=== THE TASK ===
Below is a listing from which only part is wanted; return exactly the lines from the one with "pub async fn fetch(&self, payment_id: &str)" up to and including the one with "pub async fn capture(&self, payment_id: &str, amount: i64)".

=== DATA FOR PROCESSING ===
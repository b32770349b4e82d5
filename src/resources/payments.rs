//! Payment operations, including per-payment refunds.

use serde_json::Value;

use crate::{
    error::Result,
    http::{Params, RequestExecutor},
    resources::ListWindow,
};

fn payments_path() -> String {
    "/payments".to_owned()
}

fn payment_path(payment_id: &str) -> String {
    format!("/payments/{payment_id}")
}

fn capture_path(payment_id: &str) -> String {
    format!("/payments/{payment_id}/capture")
}

fn refund_path(payment_id: &str) -> String {
    format!("/payments/{payment_id}/refund")
}

fn payment_refunds_path(payment_id: &str) -> String {
    format!("/payments/{payment_id}/refunds")
}

fn payment_refund_path(payment_id: &str, refund_id: &str) -> String {
    format!("/payments/{payment_id}/refunds/{refund_id}")
}

/// Payment operations, obtained from [`CentpayClient::payments`].
///
/// [`CentpayClient::payments`]: crate::client::CentpayClient::payments
#[derive(Debug, Clone, Copy)]
pub struct Payments<'a> {
    executor: &'a RequestExecutor,
}

impl<'a> Payments<'a> {
    pub(crate) fn new(executor: &'a RequestExecutor) -> Self {
        Self { executor }
    }

    /// Lists payments: `GET /payments`.
    ///
    /// # Errors
    ///
    /// Returns error if the call fails in transport or the response body is
    /// not valid JSON.
    pub async fn list(&self, window: ListWindow) -> Result<Value> {
        self.executor.get(&payments_path(), window.into_params()).await
    }

    /// Fetches one payment: `GET /payments/{id}`.
    ///
    /// # Errors
    ///
    /// Returns error if the call fails in transport or the response body is
    /// not valid JSON.
    pub async fn fetch(&self, payment_id: &str) -> Result<Value> {
        self.executor.get(&payment_path(payment_id), Params::new()).await
    }

    /// Captures an authorized payment: `POST /payments/{id}/capture`.
    ///
    /// `amount` is in the currency's smallest unit and must equal the
    /// authorized amount; the gateway rejects mismatches in its error
    /// envelope.
    ///
    /// # Errors
    ///
    /// Returns error if the call fails in transport or the response body is
    /// not valid JSON.
    pub async fn capture(&self, payment_id: &str, amount: i64) -> Result<Value> {
        self.executor.post(&capture_path(payment_id), vec![("amount", amount.into())]).await
    }

    /// Refunds a captured payment: `POST /payments/{id}/refund`.
    ///
    /// # Errors
    ///
    /// Returns error if the call fails in transport or the response body is
    /// not valid JSON.
    pub async fn refund(&self, payment_id: &str, amount: i64) -> Result<Value> {
        self.executor.post(&refund_path(payment_id), vec![("amount", amount.into())]).await
    }

    /// Lists refunds of one payment: `GET /payments/{id}/refunds`.
    ///
    /// # Errors
    ///
    /// Returns error if the call fails in transport or the response body is
    /// not valid JSON.
    pub async fn refunds(&self, payment_id: &str, window: ListWindow) -> Result<Value> {
        self.executor.get(&payment_refunds_path(payment_id), window.into_params()).await
    }

    /// Fetches one refund of one payment:
    /// `GET /payments/{id}/refunds/{refund_id}`.
    ///
    /// # Errors
    ///
    /// Returns error if the call fails in transport or the response body is
    /// not valid JSON.
    pub async fn fetch_refund(&self, payment_id: &str, refund_id: &str) -> Result<Value> {
        self.executor.get(&payment_refund_path(payment_id, refund_id), Params::new()).await
    }
}

#[cfg(test)]
mod tests {
    use super::*;

    #[test]
    fn test_payment_paths() {
        assert_eq!(payments_path(), "/payments");
        assert_eq!(payment_path("pay_29QQoUBi66xm2f"), "/payments/pay_29QQoUBi66xm2f");
        assert_eq!(
            capture_path("pay_29QQoUBi66xm2f"),
            "/payments/pay_29QQoUBi66xm2f/capture"
        );
        assert_eq!(
            refund_path("pay_29QQoUBi66xm2f"),
            "/payments/pay_29QQoUBi66xm2f/refund"
        );
        assert_eq!(
            payment_refunds_path("pay_29QQoUBi66xm2f"),
            "/payments/pay_29QQoUBi66xm2f/refunds"
        );
        assert_eq!(
            payment_refund_path("pay_29QQoUBi66xm2f", "rfnd_FP8QHiV938haTz"),
            "/payments/pay_29QQoUBi66xm2f/refunds/rfnd_FP8QHiV938haTz"
        );
    }
}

=== SOLUTION FOR THIS TASK ===
    pub async fn fetch(&self, payment_id: &str) -> Result<Value> {
        self.executor.get(&payment_path(payment_id), Params::new()).await
    }

    /// Captures an authorized payment: `POST /payments/{id}/capture`.
    ///
    /// `amount` is in the currency's smallest unit and must equal the
    /// authorized amount; the gateway rejects mismatches in its error
    /// envelope.
    ///
    /// # Errors
    ///
    /// Returns error if the call fails in transport or the response body is
    /// not valid JSON.
    pub async fn capture(&self, payment_id: &str, amount: i64) -> Result<Value> {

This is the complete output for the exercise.